MONUMENT VALLEY, Utah — Federal officials signed an agreement with leaders of the Navajo Nation on Friday that provides funding for clean drinking water infrastructure for reservation residents and resolves questions about longstanding Navajo claims to water rights in the drought-stricken U.S. West.
The signing formalizes the Utah Navajo Water Rights Settlement, which became law in 2020 as part of President Joe Biden’s bipartisan infrastructure bill. As part of the agreement, the federal government will pay the Navajo Nation $210 million for drinking water infrastructure in San Juan County — the part of the 27,00-square-mile (71,000-square kilometer) reservation that lies in Utah.
Many Navajo homes lack running water. Residents often fill containers at public taps or rely on water deliveries from volunteer organizations.
“As we seek to strengthen Indigenous communities and support tribal self-governance, today’s action and all of these investments will help provide the Navajo Nation with autonomy and flexibility to design and build appropriate water projects that will address current and future water needs,” U.S. Interior Secretary Deb Haaland said at a signing ceremony on the Navajo Nation.
Utah, which was also party to the agreement, will pay the Navajo $8 million as part of the settlement.
“We had two real problems in our state. One was the Navajo Nation had claims to the Colorado (River) that would impair Utah’s water rights,” U.S. Sen. Mitt Romney told The Salt Lake Tribune. “The other concern we had was about half the Navajo Nation residents (in Utah) didn’t have running water.”
The settlement also quantifies the Navajo Nation’s water rights, quelling Utah’s anxieties about its long-standing claims to a share of water, including from the Colorado River.
A 1908 court decision said tribes had rights to as much water as was needed to establish permanent homelands. Though they possess senior rights, the Navajo were left out when seven western states divided up shares as part of the Colorado River Compact a century ago.
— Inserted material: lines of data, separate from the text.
// src/middleware/canary.rs

use axum::{
    extract::{FromRequestParts, Request},
    http::{HeaderValue, request::Parts},
    middleware::Next,
    response::Response,
};
use std::convert::Infallible;

pub const CANARY_HEADER: &str = "x-canary";

/// Routing tag of a canary deployment (a pull request number). Carried
/// through the request untouched; it never changes what the store does.
#[derive(Debug, Clone, PartialEq, Eq)]
pub struct Canary(pub String);

impl Canary {
    /// Digits only, surrounding whitespace ignored.
    pub fn parse(raw: &str) -> Option<Self> {
        let raw = raw.trim();
        if !raw.is_empty() && raw.bytes().all(|b| b.is_ascii_digit()) {
            Some(Self(raw.to_string()))
        } else {
            None
        }
    }
}

/// Reads `x-canary`, drops invalid values, and echoes a valid tag on the
/// response.
pub async fn canary_tag(mut req: Request, next: Next) -> Response {
    let canary = req
        .headers()
        .get(CANARY_HEADER)
        .and_then(|value| value.to_str().ok())
        .and_then(Canary::parse);

    if let Some(canary) = &canary {
        tracing::Span::current().record("canary", canary.0.as_str());
        req.extensions_mut().insert(canary.clone());
    }

    let mut response = next.run(req).await;

    if let Some(canary) = canary {
        if let Ok(value) = HeaderValue::from_str(&canary.0) {
            response.headers_mut().insert(CANARY_HEADER, value);
        }
    }
    response
}

/// The request's canary tag, if one was set.
#[derive(Debug, Clone, Default)]
pub struct CanaryContext(pub Option<Canary>);

impl<S> FromRequestParts<S> for CanaryContext
where
    S: Send + Sync,
{
    type Rejection = Infallible;

    async fn from_request_parts(parts: &mut Parts, _state: &S) -> Result<Self, Self::Rejection> {
        Ok(Self(parts.extensions.get::<Canary>().cloned()))
    }
}

#[cfg(test)]
mod tests {
    use super::*;

    #[test]
    fn only_digits_are_accepted() {
        assert_eq!(Canary::parse("1234"), Some(Canary("1234".into())));
        assert_eq!(Canary::parse(" 42 "), Some(Canary("42".into())));
        assert_eq!(Canary::parse(""), None);
        assert_eq!(Canary::parse("pr-12"), None);
        assert_eq!(Canary::parse("-5"), None);
        assert_eq!(Canary::parse("1.5"), None);
    }
}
The subsequent uncertainty and potential legal battles have emerged as an urgent issue as the region reckons with a hotter, drier future with less Colorado River water to be shared.
The settlement recognizes the Navajo’s right to 81,500 acre-feet of Utah water and allows them to draw the water from aquifers, rivers or Lake Powell, if they choose. The agreement also allows the Navajo to lease unused water to entities off the reservation and guarantees they won’t lose water rights not put to use.
It’s one of 16 tribal water rights settlements that the Biden administration is devoting $1.7 billion to fund from the recently enacted federal infrastructure bill.
“The hard work, however, must continue until all homes across the Navajo Nation have clean water running in faucets for all Navajo families,” Navajo Nation President Jonathan Nez told the newspaper.